## Task goal:
Copy every line that holds the string "struct" from the data below.
==== Extracted material ====
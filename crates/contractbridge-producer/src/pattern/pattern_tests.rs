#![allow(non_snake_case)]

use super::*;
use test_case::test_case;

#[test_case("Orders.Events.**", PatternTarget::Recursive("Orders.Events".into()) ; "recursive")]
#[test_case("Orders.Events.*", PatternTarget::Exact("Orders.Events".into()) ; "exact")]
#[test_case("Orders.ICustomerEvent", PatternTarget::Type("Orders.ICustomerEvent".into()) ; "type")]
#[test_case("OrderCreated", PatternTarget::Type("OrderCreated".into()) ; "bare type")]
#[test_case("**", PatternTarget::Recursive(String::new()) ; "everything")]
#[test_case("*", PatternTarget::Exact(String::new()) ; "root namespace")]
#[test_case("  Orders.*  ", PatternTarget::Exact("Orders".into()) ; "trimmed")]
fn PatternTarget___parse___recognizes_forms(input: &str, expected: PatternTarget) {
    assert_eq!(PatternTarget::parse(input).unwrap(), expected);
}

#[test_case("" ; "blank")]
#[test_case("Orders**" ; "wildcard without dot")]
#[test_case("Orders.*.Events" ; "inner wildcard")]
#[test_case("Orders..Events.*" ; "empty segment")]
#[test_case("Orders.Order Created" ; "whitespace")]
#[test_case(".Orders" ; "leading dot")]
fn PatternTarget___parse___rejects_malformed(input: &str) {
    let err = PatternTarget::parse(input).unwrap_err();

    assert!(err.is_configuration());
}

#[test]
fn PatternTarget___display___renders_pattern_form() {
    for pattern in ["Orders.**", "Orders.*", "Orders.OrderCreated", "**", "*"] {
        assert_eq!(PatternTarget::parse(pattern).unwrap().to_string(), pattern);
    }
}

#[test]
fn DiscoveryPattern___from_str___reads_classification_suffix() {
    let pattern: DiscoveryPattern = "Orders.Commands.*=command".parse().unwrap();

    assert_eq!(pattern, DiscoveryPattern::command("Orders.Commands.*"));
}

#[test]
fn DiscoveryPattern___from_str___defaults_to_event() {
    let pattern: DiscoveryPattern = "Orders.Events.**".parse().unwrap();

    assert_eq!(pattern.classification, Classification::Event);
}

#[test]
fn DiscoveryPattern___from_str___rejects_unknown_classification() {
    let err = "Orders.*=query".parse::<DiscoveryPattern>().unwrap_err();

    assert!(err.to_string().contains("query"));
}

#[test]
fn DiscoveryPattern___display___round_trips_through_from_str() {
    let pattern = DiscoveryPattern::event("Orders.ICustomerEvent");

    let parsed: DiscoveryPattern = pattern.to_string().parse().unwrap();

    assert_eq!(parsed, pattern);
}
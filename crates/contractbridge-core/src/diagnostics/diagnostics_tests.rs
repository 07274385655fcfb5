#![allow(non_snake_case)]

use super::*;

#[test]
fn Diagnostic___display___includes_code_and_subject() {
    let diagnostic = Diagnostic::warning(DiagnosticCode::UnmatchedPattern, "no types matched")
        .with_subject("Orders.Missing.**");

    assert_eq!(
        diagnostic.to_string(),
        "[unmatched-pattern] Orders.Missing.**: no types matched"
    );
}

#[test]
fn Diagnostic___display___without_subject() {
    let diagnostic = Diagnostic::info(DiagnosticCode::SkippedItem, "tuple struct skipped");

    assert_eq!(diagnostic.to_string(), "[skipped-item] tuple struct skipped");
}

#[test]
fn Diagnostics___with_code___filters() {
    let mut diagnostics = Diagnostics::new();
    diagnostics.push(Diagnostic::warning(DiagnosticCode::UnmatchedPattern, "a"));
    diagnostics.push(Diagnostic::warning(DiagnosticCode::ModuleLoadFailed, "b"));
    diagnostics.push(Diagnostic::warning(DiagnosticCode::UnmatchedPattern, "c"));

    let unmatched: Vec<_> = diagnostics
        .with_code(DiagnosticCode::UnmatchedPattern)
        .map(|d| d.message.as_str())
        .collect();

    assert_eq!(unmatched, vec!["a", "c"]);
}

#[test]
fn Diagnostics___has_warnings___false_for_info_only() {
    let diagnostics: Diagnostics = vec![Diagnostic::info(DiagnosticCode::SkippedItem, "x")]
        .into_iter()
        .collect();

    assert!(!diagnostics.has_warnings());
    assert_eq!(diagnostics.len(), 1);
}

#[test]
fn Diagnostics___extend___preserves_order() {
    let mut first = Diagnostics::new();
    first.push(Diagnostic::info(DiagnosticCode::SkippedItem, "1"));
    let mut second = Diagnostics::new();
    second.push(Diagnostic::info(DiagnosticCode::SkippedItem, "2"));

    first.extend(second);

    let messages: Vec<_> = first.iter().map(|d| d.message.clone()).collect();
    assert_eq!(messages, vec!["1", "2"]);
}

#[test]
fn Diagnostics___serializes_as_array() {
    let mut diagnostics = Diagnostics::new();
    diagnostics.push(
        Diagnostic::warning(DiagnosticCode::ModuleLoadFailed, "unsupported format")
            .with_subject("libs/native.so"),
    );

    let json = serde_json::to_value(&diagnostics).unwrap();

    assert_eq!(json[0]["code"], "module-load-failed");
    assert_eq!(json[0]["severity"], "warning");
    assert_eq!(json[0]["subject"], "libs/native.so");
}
====
==== Extracted material ====
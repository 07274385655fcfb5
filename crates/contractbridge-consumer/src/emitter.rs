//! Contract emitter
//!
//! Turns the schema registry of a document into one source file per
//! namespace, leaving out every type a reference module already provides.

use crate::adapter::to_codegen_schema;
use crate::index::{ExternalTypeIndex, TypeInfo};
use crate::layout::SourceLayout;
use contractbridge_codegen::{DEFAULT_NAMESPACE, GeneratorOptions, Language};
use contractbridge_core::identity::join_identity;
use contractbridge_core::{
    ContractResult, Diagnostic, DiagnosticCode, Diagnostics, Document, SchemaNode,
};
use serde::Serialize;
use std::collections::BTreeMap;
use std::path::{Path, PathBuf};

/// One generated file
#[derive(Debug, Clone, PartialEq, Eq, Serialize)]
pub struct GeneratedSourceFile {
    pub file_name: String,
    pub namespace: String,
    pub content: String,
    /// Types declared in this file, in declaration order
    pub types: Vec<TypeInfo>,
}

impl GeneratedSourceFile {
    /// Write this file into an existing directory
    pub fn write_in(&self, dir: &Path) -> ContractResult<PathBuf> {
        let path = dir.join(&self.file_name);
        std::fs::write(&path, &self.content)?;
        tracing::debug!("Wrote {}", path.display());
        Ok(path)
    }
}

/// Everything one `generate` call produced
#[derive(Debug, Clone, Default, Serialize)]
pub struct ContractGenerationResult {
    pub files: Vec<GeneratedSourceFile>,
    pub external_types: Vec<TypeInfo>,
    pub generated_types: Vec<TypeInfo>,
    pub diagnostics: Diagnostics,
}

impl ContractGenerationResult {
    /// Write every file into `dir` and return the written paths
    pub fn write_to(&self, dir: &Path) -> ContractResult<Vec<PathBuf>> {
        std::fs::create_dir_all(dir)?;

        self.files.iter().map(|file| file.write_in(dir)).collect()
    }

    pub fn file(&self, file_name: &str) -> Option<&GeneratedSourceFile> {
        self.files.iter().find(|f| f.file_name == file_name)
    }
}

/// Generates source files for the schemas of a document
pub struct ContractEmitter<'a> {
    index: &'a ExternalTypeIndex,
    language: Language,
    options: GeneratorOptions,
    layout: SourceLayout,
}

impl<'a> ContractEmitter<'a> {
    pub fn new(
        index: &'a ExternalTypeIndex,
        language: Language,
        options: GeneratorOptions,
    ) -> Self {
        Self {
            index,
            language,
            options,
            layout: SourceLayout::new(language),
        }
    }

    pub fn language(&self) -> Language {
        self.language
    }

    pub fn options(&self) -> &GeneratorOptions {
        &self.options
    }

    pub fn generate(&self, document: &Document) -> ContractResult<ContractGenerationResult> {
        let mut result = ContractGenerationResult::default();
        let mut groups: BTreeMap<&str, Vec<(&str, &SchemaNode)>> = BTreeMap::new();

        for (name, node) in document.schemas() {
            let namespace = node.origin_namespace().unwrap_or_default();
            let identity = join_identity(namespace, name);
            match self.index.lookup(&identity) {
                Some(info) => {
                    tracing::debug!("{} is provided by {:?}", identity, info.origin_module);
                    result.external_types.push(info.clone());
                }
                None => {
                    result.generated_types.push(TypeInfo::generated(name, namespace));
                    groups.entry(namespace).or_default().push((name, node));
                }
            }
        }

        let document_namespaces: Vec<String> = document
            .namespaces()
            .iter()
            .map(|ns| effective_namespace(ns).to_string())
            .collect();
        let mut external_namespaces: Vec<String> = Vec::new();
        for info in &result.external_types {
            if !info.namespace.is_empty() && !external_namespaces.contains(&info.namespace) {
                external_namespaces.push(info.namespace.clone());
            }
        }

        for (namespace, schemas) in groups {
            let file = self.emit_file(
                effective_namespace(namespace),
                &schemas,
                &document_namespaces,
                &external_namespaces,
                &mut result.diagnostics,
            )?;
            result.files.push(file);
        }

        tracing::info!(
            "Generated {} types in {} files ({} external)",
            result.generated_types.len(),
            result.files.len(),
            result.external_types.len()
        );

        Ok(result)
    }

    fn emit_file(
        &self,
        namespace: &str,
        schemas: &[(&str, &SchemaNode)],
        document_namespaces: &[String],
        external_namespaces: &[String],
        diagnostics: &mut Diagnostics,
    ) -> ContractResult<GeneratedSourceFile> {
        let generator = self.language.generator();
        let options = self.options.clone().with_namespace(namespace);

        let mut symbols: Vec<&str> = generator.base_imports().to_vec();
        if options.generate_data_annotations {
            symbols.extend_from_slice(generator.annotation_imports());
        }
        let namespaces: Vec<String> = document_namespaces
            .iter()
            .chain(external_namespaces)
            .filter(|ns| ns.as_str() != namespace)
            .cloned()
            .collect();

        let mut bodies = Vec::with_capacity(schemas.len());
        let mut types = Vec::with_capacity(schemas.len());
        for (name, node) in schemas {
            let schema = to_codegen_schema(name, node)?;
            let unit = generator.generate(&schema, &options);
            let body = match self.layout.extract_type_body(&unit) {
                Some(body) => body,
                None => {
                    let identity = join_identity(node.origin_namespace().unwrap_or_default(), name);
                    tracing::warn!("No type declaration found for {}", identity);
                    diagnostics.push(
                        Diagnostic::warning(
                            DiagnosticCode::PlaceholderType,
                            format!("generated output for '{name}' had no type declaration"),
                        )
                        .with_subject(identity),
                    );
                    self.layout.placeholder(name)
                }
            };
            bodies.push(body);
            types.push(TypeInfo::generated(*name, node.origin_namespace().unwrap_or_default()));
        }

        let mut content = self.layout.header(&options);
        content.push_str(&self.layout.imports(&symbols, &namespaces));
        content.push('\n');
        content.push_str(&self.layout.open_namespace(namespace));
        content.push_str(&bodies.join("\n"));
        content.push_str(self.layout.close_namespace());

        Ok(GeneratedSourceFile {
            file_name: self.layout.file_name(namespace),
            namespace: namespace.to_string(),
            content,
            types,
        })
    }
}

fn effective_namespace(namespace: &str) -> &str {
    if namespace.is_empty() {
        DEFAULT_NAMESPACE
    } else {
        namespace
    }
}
====
## Written response:
    let diagnostic = Diagnostic::info(DiagnosticCode::SkippedItem, "tuple struct skipped");
    assert_eq!(diagnostic.to_string(), "[skipped-item] tuple struct skipped");
pub struct GeneratedSourceFile {
pub struct ContractGenerationResult {
pub struct ContractEmitter<'a> {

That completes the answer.